ESSA granted more flexibility to states than NCLB to set education priorities. Hawaii took advantage of this by updating the Strategic Plan to align to its requirements, conducting a year-long outreach effort to gather input from students, families and communities about their expectations of their public schools and desired outcomes for graduates. Hawaii's accountability system,
Strive HI, which provides annual report cards on the academic and readiness progress of students and schools, is also aligned with ESSA requirements.
Under ESSA, states must set rigorous academic standards, assess students in core subjects, report progress data, set teacher qualifications, and report per-pupil expenditures. HIDOE will release a data dashboard in January 2019. State and school-level reports can be found here: arch.k12.hi.us/reports/essa. For visual ESSA data, please visit the LEI Public ESSA dashboard at: hidoedata.org.

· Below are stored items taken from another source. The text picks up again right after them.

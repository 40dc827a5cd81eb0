// src/file.rs

use std::{
    error::Error,
    fs::{self, File},
    io::{BufWriter, Write},
    path::{Path, PathBuf},
};

use crate::config::ExportOptions;
use crate::csv::write_table;
use crate::plan::TrainingPlan;

/// Write the plan to the path implied by `export` (see `ExportOptions::out_path`).
/// Returns the final path written to.
pub fn write_export(export: &ExportOptions, plan: &TrainingPlan) -> Result<PathBuf, Box<dyn Error>> {
    let path = export.out_path(&plan.file_stem());

    if let Some(parent) = path.parent() {
        if !parent.as_os_str().is_empty() {
            ensure_directory(parent)?;
        }
    }

    let headers = TrainingPlan::headers();
    let headers = export.include_headers.then_some(headers.as_slice());

    let file = File::create(&path)?; // truncate/overwrite
    let mut out = BufWriter::new(file);
    write_table(&mut out, headers, &plan.rows(), export.format.delim())?;
    out.flush()?;

    logf!("Export: {} rows → {}", plan.days.len(), path.display());
    Ok(path)
}

pub fn ensure_directory(dir: &Path) -> Result<(), Box<dyn Error>> {
    if dir.exists() && !dir.is_dir() {
        return Err(format!("Path exists but is not a directory: {}", dir.display()).into());
    }
    if !dir.exists() { fs::create_dir_all(dir)?; }
    Ok(())
}

/// A trailing separator means "this is a directory", existing or not.
pub fn looks_like_dir_hint(p: &Path) -> bool {
    let s = p.to_string_lossy();
    s.ends_with('/') || s.ends_with('\\')
}
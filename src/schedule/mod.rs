// src/schedule/mod.rs
//! # Schedule shaping
//!
//! The three pure stages between raw markup and a dated plan:
//!
//! ```text
//! markup ─ table::parse_schedule ─▶ Vec<WeekRow>
//!        ─ flatten::flatten      ─▶ Vec<FlatEntry>   (week asc, Mon→Sun)
//!        ─ align::align          ─▶ Vec<DatedEntry>  (last date = race day)
//! ```
//!
//! Nothing here does I/O; fetching and catalog lookup live in `plan`.
//! Each stage consumes the previous stage's complete output.

pub mod align;
pub mod flatten;
pub mod table;
pub mod types;

pub use align::{align, plan_dates, start_date};
pub use flatten::flatten;
pub use table::{TableLocator, parse_schedule, parse_schedule_with};
pub use types::{DatedEntry, FlatEntry, WEEKDAYS, WeekRow, day_name};
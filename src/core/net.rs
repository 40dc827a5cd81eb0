// src/core/net.rs
//
// Document retrieval. The pipeline only sees the `Fetch` trait; `HttpFetcher`
// is the real one (blocking reqwest, one GET per call, bounded timeout).

use std::time::Duration;

use reqwest::blocking::Client;

use crate::config::FetchOptions;
use crate::error::FetchError;

/// Anything that can turn a source URL into raw markup.
/// Status checks belong to the implementation; callers get a body or an error.
pub trait Fetch {
    fn fetch(&self, url: &str) -> Result<String, FetchError>;
}

pub struct HttpFetcher {
    client: Client,
    timeout: Duration,
}

impl HttpFetcher {
    pub fn new(opts: &FetchOptions) -> Result<Self, FetchError> {
        let client = Client::builder()
            .user_agent(opts.user_agent.as_str())
            .timeout(opts.timeout)
            .build()
            .map_err(FetchError::Client)?;
        Ok(Self { client, timeout: opts.timeout })
    }
}

impl Fetch for HttpFetcher {
    fn fetch(&self, url: &str) -> Result<String, FetchError> {
        logd!("Fetch: GET {url}");
        let resp = self.client.get(url).send().map_err(|e| self.classify(url, e))?;

        let status = resp.status();
        if !status.is_success() {
            return Err(FetchError::Status { url: s!(url), status: status.as_u16() });
        }

        let body = resp.text().map_err(|e| {
            if e.is_timeout() {
                FetchError::Timeout { url: s!(url), after: self.timeout }
            } else {
                FetchError::Body { url: s!(url), source: e }
            }
        })?;
        logd!("Fetch: {} bytes from {url}", body.len());
        Ok(body)
    }
}

impl HttpFetcher {
    fn classify(&self, url: &str, e: reqwest::Error) -> FetchError {
        if e.is_timeout() {
            FetchError::Timeout { url: s!(url), after: self.timeout }
        } else if e.is_builder() {
            FetchError::InvalidUrl { url: s!(url) }
        } else {
            FetchError::Transport { url: s!(url), source: e }
        }
    }
}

What's the differences between the ARCH website and LEI Public ESSA dashboard? Download this overview.
For information on navigating the LEI Public ESSA dashboard, please watch the following video:
The USDOE has the full text of the law and other resources posted here: http://www.ed.gov/essa. Learn more in the FAQs below.
Frequently Asked Questions
When did ESSA begin?
ESSA is authorized for federal FY 2017-20 and HIDOE implemented ESSA in SY 2017-18.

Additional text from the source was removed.